* **Collected data**
+---+
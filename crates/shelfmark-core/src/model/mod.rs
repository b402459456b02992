pub mod author;
pub mod book;
pub mod borrowing;
pub mod domain;
pub mod edition;
pub mod ids;
pub mod reader;

pub use author::Author;
pub use book::Book;
pub use borrowing::{Borrowing, LoanExtension};
pub use domain::BookDomain;
pub use edition::Edition;
pub use ids::{AuthorId, BookDomainId, BookId, BorrowingId, EditionId, LoanExtensionId, ReaderId};
pub use reader::Reader;
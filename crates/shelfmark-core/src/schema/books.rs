use rusqlite::Row;

use crate::catalog::EntityKind;
use crate::error::Result;
use crate::integrity::CascadeReport;
use crate::model::{Author, AuthorId, Book, BookId, Edition, EditionId};

use super::db::Database;

// Book CRUD
impl Database {
    /// Insert a new book, setting `book.id`.
    pub fn insert_book(&self, book: &mut Book) -> Result<BookId> {
        let id = BookId::new(self.insert_record(book)?);
        book.id = Some(id);
        Ok(id)
    }

    pub fn get_book(&self, id: BookId) -> Result<Book> {
        self.get_record(EntityKind::Book, id.get(), book_from_row)
    }

    pub fn update_book(&self, book: &Book) -> Result<()> {
        self.update_record(book)
    }

    /// Delete a book with its editions and author/domain links.
    ///
    /// Refused while any borrowing references the book.
    pub fn delete_book(&self, id: BookId) -> Result<CascadeReport> {
        self.delete_record(EntityKind::Book, id.get())
    }

    /// Books written by `author`.
    pub fn books_by_author(&self, author: AuthorId) -> Result<Vec<Book>> {
        self.list_records(
            EntityKind::Book,
            "\"Id\" IN (SELECT \"BookId\" FROM \"BookAuthor\" WHERE \"AuthorId\" = ?1)",
            author.get(),
            book_from_row,
        )
    }
}

// Author CRUD
impl Database {
    pub fn insert_author(&self, author: &mut Author) -> Result<AuthorId> {
        let id = AuthorId::new(self.insert_record(author)?);
        author.id = Some(id);
        Ok(id)
    }

    pub fn get_author(&self, id: AuthorId) -> Result<Author> {
        self.get_record(EntityKind::Author, id.get(), author_from_row)
    }

    pub fn update_author(&self, author: &Author) -> Result<()> {
        self.update_record(author)
    }

    /// Delete an author; its book links go with it, the books stay.
    pub fn delete_author(&self, id: AuthorId) -> Result<CascadeReport> {
        self.delete_record(EntityKind::Author, id.get())
    }

    pub fn authors_for_book(&self, book: BookId) -> Result<Vec<Author>> {
        self.list_records(
            EntityKind::Author,
            "\"Id\" IN (SELECT \"AuthorId\" FROM \"BookAuthor\" WHERE \"BookId\" = ?1)",
            book.get(),
            author_from_row,
        )
    }

    /// Record that `author` wrote `book`. Linking twice is a no-op that
    /// returns `false`.
    pub fn link_author(&self, book: BookId, author: AuthorId) -> Result<bool> {
        self.link_rows(EntityKind::BookAuthor, book.get(), author.get())
    }

    pub fn unlink_author(&self, book: BookId, author: AuthorId) -> Result<bool> {
        self.unlink_rows(EntityKind::BookAuthor, book.get(), author.get())
    }
}

// Edition CRUD
impl Database {
    pub fn insert_edition(&self, edition: &mut Edition) -> Result<EditionId> {
        let id = EditionId::new(self.insert_record(edition)?);
        edition.id = Some(id);
        Ok(id)
    }

    pub fn get_edition(&self, id: EditionId) -> Result<Edition> {
        self.get_record(EntityKind::Edition, id.get(), edition_from_row)
    }

    pub fn update_edition(&self, edition: &Edition) -> Result<()> {
        self.update_record(edition)
    }

    pub fn delete_edition(&self, id: EditionId) -> Result<CascadeReport> {
        self.delete_record(EntityKind::Edition, id.get())
    }

    pub fn editions_for_book(&self, book: BookId) -> Result<Vec<Edition>> {
        self.list_records(
            EntityKind::Edition,
            "\"BookId\" = ?1",
            book.get(),
            edition_from_row,
        )
    }
}

pub(super) fn book_from_row(row: &Row<'_>) -> rusqlite::Result<Book> {
    Ok(Book {
        id: Some(row.get(0)?),
        title: row.get(1)?,
        isbn: row.get(2)?,
        description: row.get(3)?,
    })
}

fn author_from_row(row: &Row<'_>) -> rusqlite::Result<Author> {
    Ok(Author {
        id: Some(row.get(0)?),
        first_name: row.get(1)?,
        last_name: row.get(2)?,
    })
}

fn edition_from_row(row: &Row<'_>) -> rusqlite::Result<Edition> {
    Ok(Edition {
        id: Some(row.get(0)?),
        publisher: row.get(1)?,
        book_type: row.get(2)?,
        year: row.get(3)?,
        edition_number: row.get(4)?,
        page_count: row.get(5)?,
        book_id: row.get(6)?,
    })
}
+---+
* **BRIEF**
Nothing but the lines from the one containing "pub fn unlink_author(&self, book: BookId, author: AuthorId)" through the end of the entries belongs in the answer; repeat them exactly.

* **RESPONSE BOX**
    pub fn unlink_author(&self, book: BookId, author: AuthorId) -> Result<bool> {
        self.unlink_rows(EntityKind::BookAuthor, book.get(), author.get())
    }
}

// Edition CRUD
impl Database {
    pub fn insert_edition(&self, edition: &mut Edition) -> Result<EditionId> {
        let id = EditionId::new(self.insert_record(edition)?);
        edition.id = Some(id);
        Ok(id)
    }

    pub fn get_edition(&self, id: EditionId) -> Result<Edition> {
        self.get_record(EntityKind::Edition, id.get(), edition_from_row)
    }

    pub fn update_edition(&self, edition: &Edition) -> Result<()> {
        self.update_record(edition)
    }

    pub fn delete_edition(&self, id: EditionId) -> Result<CascadeReport> {
        self.delete_record(EntityKind::Edition, id.get())
    }

    pub fn editions_for_book(&self, book: BookId) -> Result<Vec<Edition>> {
        self.list_records(
            EntityKind::Edition,
            "\"BookId\" = ?1",
            book.get(),
            edition_from_row,
        )
    }
}

pub(super) fn book_from_row(row: &Row<'_>) -> rusqlite::Result<Book> {
    Ok(Book {
        id: Some(row.get(0)?),
        title: row.get(1)?,
        isbn: row.get(2)?,
        description: row.get(3)?,
    })
}

fn author_from_row(row: &Row<'_>) -> rusqlite::Result<Author> {
    Ok(Author {
        id: Some(row.get(0)?),
        first_name: row.get(1)?,
        last_name: row.get(2)?,
    })
}

fn edition_from_row(row: &Row<'_>) -> rusqlite::Result<Edition> {
    Ok(Edition {
        id: Some(row.get(0)?),
        publisher: row.get(1)?,
        book_type: row.get(2)?,
        year: row.get(3)?,
        edition_number: row.get(4)?,
        page_count: row.get(5)?,
        book_id: row.get(6)?,
    })
}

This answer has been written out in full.